## What this task involves:
Search the records for the word "palette" and copy every line in which it occurs.

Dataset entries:
BEGIN

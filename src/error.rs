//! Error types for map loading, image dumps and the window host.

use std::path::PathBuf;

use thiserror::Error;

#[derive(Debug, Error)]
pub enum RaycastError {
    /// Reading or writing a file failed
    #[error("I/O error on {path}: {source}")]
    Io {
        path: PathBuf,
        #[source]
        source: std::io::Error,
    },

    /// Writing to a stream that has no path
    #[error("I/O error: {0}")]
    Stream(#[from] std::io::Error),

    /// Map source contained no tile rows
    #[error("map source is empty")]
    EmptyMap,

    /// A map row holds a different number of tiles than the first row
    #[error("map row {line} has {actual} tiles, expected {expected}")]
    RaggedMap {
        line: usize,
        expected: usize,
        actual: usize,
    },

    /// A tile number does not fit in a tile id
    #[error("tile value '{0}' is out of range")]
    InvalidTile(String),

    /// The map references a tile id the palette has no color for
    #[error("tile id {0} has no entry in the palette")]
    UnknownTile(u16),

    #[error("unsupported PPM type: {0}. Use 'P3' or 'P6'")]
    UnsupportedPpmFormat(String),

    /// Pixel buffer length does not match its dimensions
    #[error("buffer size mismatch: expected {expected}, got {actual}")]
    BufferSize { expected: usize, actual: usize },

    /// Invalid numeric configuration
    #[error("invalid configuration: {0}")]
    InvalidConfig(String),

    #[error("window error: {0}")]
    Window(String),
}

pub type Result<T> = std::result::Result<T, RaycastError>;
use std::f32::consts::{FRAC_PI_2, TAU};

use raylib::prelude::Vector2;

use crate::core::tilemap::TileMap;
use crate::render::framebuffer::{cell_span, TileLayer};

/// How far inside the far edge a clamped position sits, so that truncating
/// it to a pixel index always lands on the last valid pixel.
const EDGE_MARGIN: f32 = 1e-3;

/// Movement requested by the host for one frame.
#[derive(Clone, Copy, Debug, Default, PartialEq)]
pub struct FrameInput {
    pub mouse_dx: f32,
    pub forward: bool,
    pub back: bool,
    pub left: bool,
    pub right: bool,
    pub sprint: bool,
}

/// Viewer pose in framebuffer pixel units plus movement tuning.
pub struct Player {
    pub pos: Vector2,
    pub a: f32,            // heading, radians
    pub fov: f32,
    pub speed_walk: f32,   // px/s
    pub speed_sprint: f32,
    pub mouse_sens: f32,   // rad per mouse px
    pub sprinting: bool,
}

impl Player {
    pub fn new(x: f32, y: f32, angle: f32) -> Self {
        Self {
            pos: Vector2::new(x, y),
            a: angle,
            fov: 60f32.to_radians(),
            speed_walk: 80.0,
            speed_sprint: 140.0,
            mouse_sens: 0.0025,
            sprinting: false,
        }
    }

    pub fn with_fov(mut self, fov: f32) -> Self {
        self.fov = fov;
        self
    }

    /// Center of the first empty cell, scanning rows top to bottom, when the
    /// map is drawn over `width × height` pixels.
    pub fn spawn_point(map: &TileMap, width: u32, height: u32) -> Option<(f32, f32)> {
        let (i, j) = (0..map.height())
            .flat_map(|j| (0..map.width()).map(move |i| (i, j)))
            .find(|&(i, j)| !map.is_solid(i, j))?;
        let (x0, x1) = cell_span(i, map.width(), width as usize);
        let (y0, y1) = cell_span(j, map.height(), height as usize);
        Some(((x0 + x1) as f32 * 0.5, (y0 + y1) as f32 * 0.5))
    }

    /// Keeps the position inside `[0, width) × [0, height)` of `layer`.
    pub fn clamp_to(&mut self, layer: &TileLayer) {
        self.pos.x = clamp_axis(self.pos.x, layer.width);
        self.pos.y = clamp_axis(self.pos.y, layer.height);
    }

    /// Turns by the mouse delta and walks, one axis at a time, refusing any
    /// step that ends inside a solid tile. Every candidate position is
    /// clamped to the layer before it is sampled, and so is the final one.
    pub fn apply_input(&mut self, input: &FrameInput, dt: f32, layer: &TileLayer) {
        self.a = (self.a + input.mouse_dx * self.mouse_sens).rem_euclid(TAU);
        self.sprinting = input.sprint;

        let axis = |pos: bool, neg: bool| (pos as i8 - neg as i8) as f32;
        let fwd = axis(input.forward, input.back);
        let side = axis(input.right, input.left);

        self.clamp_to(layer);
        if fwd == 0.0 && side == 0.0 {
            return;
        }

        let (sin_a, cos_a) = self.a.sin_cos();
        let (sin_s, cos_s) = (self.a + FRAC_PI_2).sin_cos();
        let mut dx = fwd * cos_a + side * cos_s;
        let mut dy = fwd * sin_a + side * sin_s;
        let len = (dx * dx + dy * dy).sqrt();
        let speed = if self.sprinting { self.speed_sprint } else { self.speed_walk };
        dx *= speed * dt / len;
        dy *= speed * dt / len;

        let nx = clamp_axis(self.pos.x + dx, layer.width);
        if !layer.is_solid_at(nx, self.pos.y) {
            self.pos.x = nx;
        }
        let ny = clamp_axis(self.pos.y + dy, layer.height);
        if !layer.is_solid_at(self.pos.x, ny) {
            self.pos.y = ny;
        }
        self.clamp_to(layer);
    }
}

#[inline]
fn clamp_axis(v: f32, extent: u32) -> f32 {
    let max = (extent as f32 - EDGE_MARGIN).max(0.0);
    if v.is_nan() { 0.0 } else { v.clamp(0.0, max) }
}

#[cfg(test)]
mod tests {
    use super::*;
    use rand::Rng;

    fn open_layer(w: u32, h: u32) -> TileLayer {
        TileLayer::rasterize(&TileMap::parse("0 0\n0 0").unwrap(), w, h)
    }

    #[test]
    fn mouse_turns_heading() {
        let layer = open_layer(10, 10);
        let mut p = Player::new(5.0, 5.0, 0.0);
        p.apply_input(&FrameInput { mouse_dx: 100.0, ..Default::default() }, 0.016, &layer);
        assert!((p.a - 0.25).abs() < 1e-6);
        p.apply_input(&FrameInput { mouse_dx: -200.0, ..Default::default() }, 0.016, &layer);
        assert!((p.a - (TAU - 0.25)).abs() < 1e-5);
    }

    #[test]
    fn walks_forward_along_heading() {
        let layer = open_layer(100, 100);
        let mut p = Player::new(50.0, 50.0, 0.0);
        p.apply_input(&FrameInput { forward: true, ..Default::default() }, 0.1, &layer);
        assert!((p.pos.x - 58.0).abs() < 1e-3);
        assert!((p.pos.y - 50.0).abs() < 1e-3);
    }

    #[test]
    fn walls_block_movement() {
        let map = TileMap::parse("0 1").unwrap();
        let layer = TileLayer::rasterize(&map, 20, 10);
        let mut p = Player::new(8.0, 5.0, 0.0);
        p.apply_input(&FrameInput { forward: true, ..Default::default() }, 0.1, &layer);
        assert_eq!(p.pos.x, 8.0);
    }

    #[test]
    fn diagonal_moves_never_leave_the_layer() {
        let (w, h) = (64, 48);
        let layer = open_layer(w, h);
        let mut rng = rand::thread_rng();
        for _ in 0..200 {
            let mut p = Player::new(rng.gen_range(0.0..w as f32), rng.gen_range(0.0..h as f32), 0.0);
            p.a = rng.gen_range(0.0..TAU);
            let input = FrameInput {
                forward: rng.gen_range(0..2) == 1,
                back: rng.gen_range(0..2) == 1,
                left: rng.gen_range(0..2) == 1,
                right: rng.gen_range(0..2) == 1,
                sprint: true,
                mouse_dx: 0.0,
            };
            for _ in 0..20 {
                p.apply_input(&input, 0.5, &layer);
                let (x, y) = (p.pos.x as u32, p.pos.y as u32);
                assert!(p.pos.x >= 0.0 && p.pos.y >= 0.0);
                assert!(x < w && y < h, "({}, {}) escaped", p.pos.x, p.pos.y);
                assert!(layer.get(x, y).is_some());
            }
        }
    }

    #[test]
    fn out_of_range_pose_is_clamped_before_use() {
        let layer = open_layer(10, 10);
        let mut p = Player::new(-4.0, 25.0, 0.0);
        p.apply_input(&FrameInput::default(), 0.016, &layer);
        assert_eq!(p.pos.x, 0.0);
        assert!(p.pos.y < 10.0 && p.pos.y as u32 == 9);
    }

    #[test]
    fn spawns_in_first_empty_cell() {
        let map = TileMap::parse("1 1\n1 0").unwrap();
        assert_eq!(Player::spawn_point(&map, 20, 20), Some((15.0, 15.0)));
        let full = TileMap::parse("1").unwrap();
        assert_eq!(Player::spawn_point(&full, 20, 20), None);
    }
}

END
BEGIN

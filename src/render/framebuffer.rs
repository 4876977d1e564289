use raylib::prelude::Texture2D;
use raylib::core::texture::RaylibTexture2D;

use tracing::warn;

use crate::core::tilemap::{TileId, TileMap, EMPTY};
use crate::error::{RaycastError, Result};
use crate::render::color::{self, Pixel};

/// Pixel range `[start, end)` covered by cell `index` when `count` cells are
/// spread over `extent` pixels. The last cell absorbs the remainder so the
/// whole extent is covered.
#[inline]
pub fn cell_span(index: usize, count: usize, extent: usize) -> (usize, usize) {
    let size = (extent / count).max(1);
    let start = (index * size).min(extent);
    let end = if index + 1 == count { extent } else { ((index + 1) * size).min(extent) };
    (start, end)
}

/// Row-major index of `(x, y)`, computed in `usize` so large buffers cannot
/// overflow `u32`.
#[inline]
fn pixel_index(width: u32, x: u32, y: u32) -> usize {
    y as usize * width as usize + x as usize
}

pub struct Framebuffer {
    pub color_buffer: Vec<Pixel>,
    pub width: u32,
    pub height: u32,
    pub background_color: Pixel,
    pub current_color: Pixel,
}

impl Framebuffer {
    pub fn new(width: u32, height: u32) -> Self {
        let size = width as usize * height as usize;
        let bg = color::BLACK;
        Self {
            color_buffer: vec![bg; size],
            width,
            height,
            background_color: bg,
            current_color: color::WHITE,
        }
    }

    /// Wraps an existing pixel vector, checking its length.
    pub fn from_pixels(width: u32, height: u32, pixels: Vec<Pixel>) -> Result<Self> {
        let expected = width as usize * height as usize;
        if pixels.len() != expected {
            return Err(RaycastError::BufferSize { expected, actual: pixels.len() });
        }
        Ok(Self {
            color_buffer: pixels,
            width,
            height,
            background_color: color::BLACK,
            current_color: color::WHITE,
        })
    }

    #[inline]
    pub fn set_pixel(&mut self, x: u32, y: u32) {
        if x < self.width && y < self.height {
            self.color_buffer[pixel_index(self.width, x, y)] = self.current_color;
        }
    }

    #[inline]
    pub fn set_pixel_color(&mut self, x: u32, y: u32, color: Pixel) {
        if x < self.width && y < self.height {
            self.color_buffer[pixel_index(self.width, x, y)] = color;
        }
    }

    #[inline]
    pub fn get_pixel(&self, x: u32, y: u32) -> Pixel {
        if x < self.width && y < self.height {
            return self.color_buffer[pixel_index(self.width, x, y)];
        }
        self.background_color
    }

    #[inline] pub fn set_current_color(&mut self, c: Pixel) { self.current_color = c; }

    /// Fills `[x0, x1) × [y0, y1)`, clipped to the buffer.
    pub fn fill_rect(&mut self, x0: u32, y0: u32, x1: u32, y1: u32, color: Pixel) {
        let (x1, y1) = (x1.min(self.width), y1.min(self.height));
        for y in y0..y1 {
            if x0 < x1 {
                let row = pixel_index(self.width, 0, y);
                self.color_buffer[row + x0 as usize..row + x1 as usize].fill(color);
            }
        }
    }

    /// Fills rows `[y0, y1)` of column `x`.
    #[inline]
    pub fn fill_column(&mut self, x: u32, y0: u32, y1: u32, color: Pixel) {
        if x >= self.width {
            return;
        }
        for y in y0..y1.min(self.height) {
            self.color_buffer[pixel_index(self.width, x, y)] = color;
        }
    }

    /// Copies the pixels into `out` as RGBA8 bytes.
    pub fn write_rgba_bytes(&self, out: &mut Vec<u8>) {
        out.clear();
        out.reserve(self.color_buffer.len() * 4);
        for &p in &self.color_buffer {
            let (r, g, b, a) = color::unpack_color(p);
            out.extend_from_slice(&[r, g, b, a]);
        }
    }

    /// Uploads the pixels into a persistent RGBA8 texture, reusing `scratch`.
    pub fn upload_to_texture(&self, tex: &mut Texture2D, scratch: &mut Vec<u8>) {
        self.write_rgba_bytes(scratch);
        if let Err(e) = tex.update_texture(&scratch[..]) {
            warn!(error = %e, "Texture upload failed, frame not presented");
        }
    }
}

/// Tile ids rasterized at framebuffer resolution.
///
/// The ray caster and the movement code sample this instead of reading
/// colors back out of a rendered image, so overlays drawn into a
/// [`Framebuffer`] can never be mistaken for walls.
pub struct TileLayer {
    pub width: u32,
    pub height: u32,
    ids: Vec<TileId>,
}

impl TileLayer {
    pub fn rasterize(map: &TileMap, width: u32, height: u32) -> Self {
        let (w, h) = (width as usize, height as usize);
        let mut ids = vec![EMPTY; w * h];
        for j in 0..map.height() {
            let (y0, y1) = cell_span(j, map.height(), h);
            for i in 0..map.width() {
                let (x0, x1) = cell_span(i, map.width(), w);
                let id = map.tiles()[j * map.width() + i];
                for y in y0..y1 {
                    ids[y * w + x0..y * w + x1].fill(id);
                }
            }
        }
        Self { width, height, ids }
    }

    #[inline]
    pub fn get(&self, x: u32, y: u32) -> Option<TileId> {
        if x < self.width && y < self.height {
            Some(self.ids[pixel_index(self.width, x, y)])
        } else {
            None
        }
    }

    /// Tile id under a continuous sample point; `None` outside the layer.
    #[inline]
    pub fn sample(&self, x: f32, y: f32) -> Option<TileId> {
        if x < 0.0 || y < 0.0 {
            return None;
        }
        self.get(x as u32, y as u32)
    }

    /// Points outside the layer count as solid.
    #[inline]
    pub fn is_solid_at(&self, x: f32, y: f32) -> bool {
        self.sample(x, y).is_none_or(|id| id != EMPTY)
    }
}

END

## The completed task:
    /// The map references a tile id the palette has no color for
    #[error("tile id {0} has no entry in the palette")]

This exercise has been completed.